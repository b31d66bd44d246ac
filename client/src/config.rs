use crate::backoff::BackoffConfig;
use crate::health::HealthConfig;
use crate::transition::TransitionConfig;
use shared::error::{require_nonzero, ConfigError};
use shared::rpc::RpcDeadlines;
use shared::{PlayerId, Vec2, ZoneGrid};
use std::net::SocketAddr;
use std::time::Duration;

#[derive(Debug, Clone)]
pub struct ClientConfig {
    pub player_id: PlayerId,
    pub name: String,
    pub session_key: String,
    pub coordinator_addr: SocketAddr,
    pub grid: ZoneGrid,
    /// Where the player enters the world on the first join.
    pub spawn_at: Vec2,
    pub transition: TransitionConfig,
    pub backoff: BackoffConfig,
    pub health: HealthConfig,
    pub deadlines: RpcDeadlines,
    pub tick_interval: Duration,
    pub heartbeat_interval: Duration,
    pub watchdog_interval: Duration,
    pub stats_interval: Duration,
    /// Deadline for one detached `Move` send.
    pub move_deadline: Duration,
    /// The server link is considered lost after this long without world
    /// state.
    pub world_state_timeout: Duration,
}

impl Default for ClientConfig {
    fn default() -> Self {
        Self {
            player_id: 1,
            name: "player".to_string(),
            session_key: "local".to_string(),
            coordinator_addr: SocketAddr::from(([127, 0, 0, 1], 7000)),
            grid: ZoneGrid::default(),
            spawn_at: Vec2::new(250.0, 250.0),
            transition: TransitionConfig::default(),
            backoff: BackoffConfig::default(),
            health: HealthConfig::default(),
            deadlines: RpcDeadlines::default(),
            tick_interval: Duration::from_millis(50),
            heartbeat_interval: Duration::from_secs(1),
            watchdog_interval: Duration::from_secs(1),
            stats_interval: Duration::from_secs(5),
            move_deadline: Duration::from_millis(100),
            world_state_timeout: Duration::from_secs(3),
        }
    }
}

impl ClientConfig {
    pub fn validate(self) -> Result<Self, ConfigError> {
        if self.name.is_empty() {
            return Err(ConfigError::invalid("name", "must not be empty"));
        }
        if !self.spawn_at.x.is_finite() || !self.spawn_at.y.is_finite() {
            return Err(ConfigError::invalid("spawn_at", "must be a finite position"));
        }
        require_nonzero("tick_interval", self.tick_interval)?;
        require_nonzero("heartbeat_interval", self.heartbeat_interval)?;
        require_nonzero("watchdog_interval", self.watchdog_interval)?;
        require_nonzero("stats_interval", self.stats_interval)?;
        require_nonzero("move_deadline", self.move_deadline)?;
        require_nonzero("world_state_timeout", self.world_state_timeout)?;
        require_nonzero("reliable_deadline", self.deadlines.reliable)?;
        require_nonzero("heartbeat_deadline", self.deadlines.heartbeat)?;
        self.transition.validate()?;
        self.backoff.validate()?;
        self.health.validate()?;
        Ok(self)
    }
}

#[cfg(test)]
mod tests {
    use super::*;

    #[test]
    fn test_default_config_is_valid() {
        let config = ClientConfig::default().validate().unwrap();
        assert_eq!(config.tick_interval, Duration::from_millis(50));
        assert_eq!(config.backoff.max_attempts, 10);
    }

    #[test]
    fn test_zero_move_deadline_rejected() {
        let config = ClientConfig {
            move_deadline: Duration::ZERO,
            ..ClientConfig::default()
        };
        let err = config.validate().unwrap_err();
        assert!(err.to_string().contains("move_deadline"));
    }

    #[test]
    fn test_nested_configs_are_validated() {
        let mut config = ClientConfig::default();
        config.transition.hysteresis = -1.0;
        assert!(config.validate().is_err());

        let mut config = ClientConfig::default();
        config.backoff.multiplier = 0.5;
        assert!(config.validate().is_err());
    }
}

####

EXERCISE
Copy every line of the data above exactly.

TASK OUTPUT
repository b31d66bd44d246ac
filename client/src/config.rs
use crate::backoff::BackoffConfig;
use crate::health::HealthConfig;
use crate::transition::TransitionConfig;
use shared::error::{require_nonzero, ConfigError};
use shared::rpc::RpcDeadlines;
use shared::{PlayerId, Vec2, ZoneGrid};
use std::net::SocketAddr;
use std::time::Duration;

#[derive(Debug, Clone)]
pub struct ClientConfig {
    pub player_id: PlayerId,
    pub name: String,
    pub session_key: String,
    pub coordinator_addr: SocketAddr,
    pub grid: ZoneGrid,
    /// Where the player enters the world on the first join.
    pub spawn_at: Vec2,
    pub transition: TransitionConfig,
    pub backoff: BackoffConfig,
    pub health: HealthConfig,
    pub deadlines: RpcDeadlines,
    pub tick_interval: Duration,
    pub heartbeat_interval: Duration,
    pub watchdog_interval: Duration,
    pub stats_interval: Duration,
    /// Deadline for one detached `Move` send.
    pub move_deadline: Duration,
    /// The server link is considered lost after this long without world
    /// state.
    pub world_state_timeout: Duration,
}

impl Default for ClientConfig {
    fn default() -> Self {
        Self {
            player_id: 1,
            name: "player".to_string(),
            session_key: "local".to_string(),
            coordinator_addr: SocketAddr::from(([127, 0, 0, 1], 7000)),
            grid: ZoneGrid::default(),
            spawn_at: Vec2::new(250.0, 250.0),
            transition: TransitionConfig::default(),
            backoff: BackoffConfig::default(),
            health: HealthConfig::default(),
            deadlines: RpcDeadlines::default(),
            tick_interval: Duration::from_millis(50),
            heartbeat_interval: Duration::from_secs(1),
            watchdog_interval: Duration::from_secs(1),
            stats_interval: Duration::from_secs(5),
            move_deadline: Duration::from_millis(100),
            world_state_timeout: Duration::from_secs(3),
        }
    }
}

impl ClientConfig {
    pub fn validate(self) -> Result<Self, ConfigError> {
        if self.name.is_empty() {
            return Err(ConfigError::invalid("name", "must not be empty"));
        }
        if !self.spawn_at.x.is_finite() || !self.spawn_at.y.is_finite() {
            return Err(ConfigError::invalid("spawn_at", "must be a finite position"));
        }
        require_nonzero("tick_interval", self.tick_interval)?;
        require_nonzero("heartbeat_interval", self.heartbeat_interval)?;
        require_nonzero("watchdog_interval", self.watchdog_interval)?;
        require_nonzero("stats_interval", self.stats_interval)?;
        require_nonzero("move_deadline", self.move_deadline)?;
        require_nonzero("world_state_timeout", self.world_state_timeout)?;
        require_nonzero("reliable_deadline", self.deadlines.reliable)?;
        require_nonzero("heartbeat_deadline", self.deadlines.heartbeat)?;
        self.transition.validate()?;
        self.backoff.validate()?;
        self.health.validate()?;
        Ok(self)
    }
}

#[cfg(test)]
mod tests {
    use super::*;

    #[test]
    fn test_default_config_is_valid() {
        let config = ClientConfig::default().validate().unwrap();
        assert_eq!(config.tick_interval, Duration::from_millis(50));
        assert_eq!(config.backoff.max_attempts, 10);
    }

    #[test]
    fn test_zero_move_deadline_rejected() {
        let config = ClientConfig {
            move_deadline: Duration::ZERO,
            ..ClientConfig::default()
        };
        let err = config.validate().unwrap_err();
        assert!(err.to_string().contains("move_deadline"));
    }

    #[test]
    fn test_nested_configs_are_validated() {
        let mut config = ClientConfig::default();
        config.transition.hysteresis = -1.0;
        assert!(config.validate().is_err());

        let mut config = ClientConfig::default();
        config.backoff.multiplier = 0.5;
        assert!(config.validate().is_err());
    }
}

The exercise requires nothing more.